Le député Achraf Rifi recevant Ali Tleiss, ancien membre du Haut conseil sunnite chérié. Photo ANI
Alors que la situation sécuritaire se dégradait gravement cette semaine à Soueida, dans le sud de la Syrie, où s'affrontent la population druze d’une part et les tribus sunnites et forces gouvernementales d’autre part, faisant plus de 700 morts, des clashs sporadiques au Liban ont fait craindre une propagation du feu au-delà des frontières. Les réactions se sont enchaînées au cours des derniers jours pour éviter des affrontements confessionnels entre druzes et sunnites, et lancer des appels au calme initiés notamment par les plus hautes instances religieuses des deux communautés, le mufti de la République Abdellatif Deriane, et le cheikh Akl druze, Sami Abi el-Mona, qui se sont entretenus vendredi au téléphone.
Les appels au calme se sont poursuivis samedi, à l'heure où un cessez-le-feu entrait effectivement en vigueur en matinée. Le député de Tripoli Achraf Rifi, l’une des personnalités sunnites les plus en vue du Liban, a assuré dans un entretien de presse que « la relation avec les druzes est bonne », estimant qu’il « n’y a pas de danger de voir l’instabilité gagner le Liban du fait de la sagesse dont font preuve les leaders des deux communautés ».
« Les sunnites ressentent de la fierté suite à la victoire de la révolution syrienne, mais ne tirent aucune fierté d’un conflit avec la composante druze du pays », a assuré M. Rifi. Interrogé sur sa ville, Tripoli, où certains ont tenu un discours assez radical sur les événements en Syrie, le parlementaire a souligné que « la voix dominante dans la ville est celle de la modération et de la sagesse, sachant que les relations historiques avec les druzes est positive, même si nous sommes passés par un mauvais moment ».
Contrairement à M. Rifi, le député Wael Abou Faour s’est dit « inquiet que les événements de Soueida impactent négativement le Liban ». Le leader druze Walid Joumblatt, duquel se réclame M. Abou Faour, « effectue des contacts à l’intérieur et à l’étranger pour empêcher les dérapages et les tensions internes, comme certains incidents de ces derniers jours lors de fermetures de routes et de tensions sectaires », a-t-il ajouté.
Cette semaine, des rassemblements de solidarité avec les druzes de Soueida ont eu lieu mercredi dans la Békaa et d'autres régions du pays, tandis qu'un sit-in de dizaines de personnes en soutien au régime de Damas et en condamnation des bombardements israéliens était organisé sur la place al-Nour à Tripoli. Une altercation a opposé mercredi des jeunes du village de Marj, dans la Békaa, à un jeune portant l’habit traditionnel druze.
Le député a fait remarquer que Joumblatt avait maintes fois mis en garde la communauté druze à Soueida sur la nécessité de rester au sein de l’État syrien et de maintenir le dialogue avec les autres factions du pays, mais malheureusement « ce contre quoi il avait mis en garde est effectivement arrivé ».
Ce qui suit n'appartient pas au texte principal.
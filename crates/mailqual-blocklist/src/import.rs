//! CSV blocklist-log import (§4.B, §6): two row shapes, a status allowlist
//! gating which rows turn into blocklist entries.

use std::collections::BTreeSet;
use std::io::Read;

use crate::error::{BlocklistError, Result};

/// Statuses that, per §6's "configurable allowlist of statuses", trigger
/// addition to the blocklist by default.
pub fn default_allowed_statuses() -> BTreeSet<String> {
    [
        "hard bounce",
        "blocked",
        "complaint",
        "unsubscribed",
        "invalid",
        "spam-report",
    ]
    .into_iter()
    .map(str::to_string)
    .collect()
}

#[derive(Debug, Clone)]
pub struct ImportPolicy {
    pub allowed_statuses: BTreeSet<String>,
}

impl Default for ImportPolicy {
    fn default() -> Self {
        Self {
            allowed_statuses: default_allowed_statuses(),
        }
    }
}

#[derive(Debug, Clone)]
pub struct ImportRow {
    pub email: String,
    pub status: String,
}

/// Parse a blocklist log, auto-detecting the two shapes named in §6:
/// a comma-separated log with header `st_text,ts,sub,frm,email,tag,mid,link`
/// (status is `st_text`), or a semicolon-separated log with an `email`
/// column and some status-bearing column.
pub fn parse_import_rows(mut reader: impl Read) -> Result<Vec<ImportRow>> {
    let mut buf = String::new();
    reader
        .read_to_string(&mut buf)
        .map_err(|source| BlocklistError::Io {
            path: std::path::PathBuf::from("<stream>"),
            source,
        })?;

    let delimiter = if buf.lines().next().is_some_and(|l| l.contains(';')) {
        b';'
    } else {
        b','
    };

    let mut csv_reader = csv::ReaderBuilder::new()
        .delimiter(delimiter)
        .has_headers(true)
        .from_reader(buf.as_bytes());

    let headers = csv_reader.headers()?.clone();
    let email_idx = headers
        .iter()
        .position(|h| h.eq_ignore_ascii_case("email"))
        .ok_or_else(|| BlocklistError::MalformedEntry {
            row: 0,
            message: "no 'email' column in header".to_string(),
        })?;
    let status_idx = headers
        .iter()
        .position(|h| h.eq_ignore_ascii_case("st_text") || h.to_lowercase().contains("status"))
        .ok_or_else(|| BlocklistError::MalformedEntry {
            row: 0,
            message: "no status column in header".to_string(),
        })?;

    let mut rows = Vec::new();
    for (idx, record) in csv_reader.records().enumerate() {
        let record = record?;
        let row_num = (idx + 1) as u64;
        let email = record.get(email_idx).unwrap_or("").trim().to_string();
        let status = record.get(status_idx).unwrap_or("").trim().to_string();
        if email.is_empty() {
            continue;
        }
        rows.push(ImportRow { email, status });
    }
    Ok(rows)
}

#[cfg(test)]
mod tests {
    use super::*;

    #[test]
    fn parses_comma_shape() {
        let csv = "st_text,ts,sub,frm,email,tag,mid,link\nHard bounce,2024-01-01,s,f,a@gmail.com,t,m,l\n";
        let rows = parse_import_rows(csv.as_bytes()).unwrap();
        assert_eq!(rows.len(), 1);
        assert_eq!(rows[0].email, "a@gmail.com");
        assert_eq!(rows[0].status, "Hard bounce");
    }

    #[test]
    fn parses_semicolon_shape() {
        let csv = "email;status\nb@yahoo.com;Unsubscribed\n";
        let rows = parse_import_rows(csv.as_bytes()).unwrap();
        assert_eq!(rows.len(), 1);
        assert_eq!(rows[0].email, "b@yahoo.com");
        assert_eq!(rows[0].status, "Unsubscribed");
    }

    #[test]
    fn default_policy_allows_hard_bounce() {
        let policy = ImportPolicy::default();
        assert!(policy.allowed_statuses.contains("hard bounce"));
    }

    #[test]
    fn default_policy_allows_hyphenated_spam_report() {
        let policy = ImportPolicy::default();
        assert!(policy.allowed_statuses.contains("spam-report"));
    }
}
Un autre chef druze, le président du Parti démocratique libanais, Talal Arslane, a salué samedi, dans un message sur son compte X, « l’annonce d’un cessez-le-feu en Syrie, plus particulièrement à Soueida, entre toutes les factions du peuple syrien ami ». Il a appelé à que « la Syrie reste unie comme elle l’a été de par l’histoire, et qu’elle demeure une boussole des prises de positions arabes ».
Samedi également, cheikh Sami Abi el-Mona a adressé un message aux chefs d'État des pays ayant une influence sur la Syrie, leur demandant d'« intervenir immédiatement pour mettre un terme au massacre des druzes à Soueida, et exercer une pression pour briser le blocus sur des centaines de milliers de personnes ». Il les a pressés de « parrainer le cessez-le-feu et de consolider les ententes en vue de garantir la sécurité de la société ».
Le cheikh Akl druze a par ailleurs multiplié ses contacts samedi au Liban, s’entretenant au téléphone avec MM. Walid Joumblatt et Talal Arslane. Il a par ailleurs reçu des appels de solidarité de la part de l’ancien président de la République Michel Sleimane, du chef des Forces libanaises (FL) Samir Geagea, et de plusieurs autres personnalités de toutes les confessions et de tous les bords.
Initiative de Joumblatt
Par ailleurs, une réunion s’était tenue au siège du cheikh Akl druze vendredi soir, groupant M. Joumblatt, son fils Taymour, président du parti socialiste progressiste (PSP) et tous les députés et ministres, actuels et anciens, du bloc parlementaire. Selon le média al-Anbaa, le leader druze libanais a présenté une feuille de route pour une sortie de crise à Soueida, qu'il ambitionne de discuter avec le gouvernement syrien et les notables druzes de Syrie.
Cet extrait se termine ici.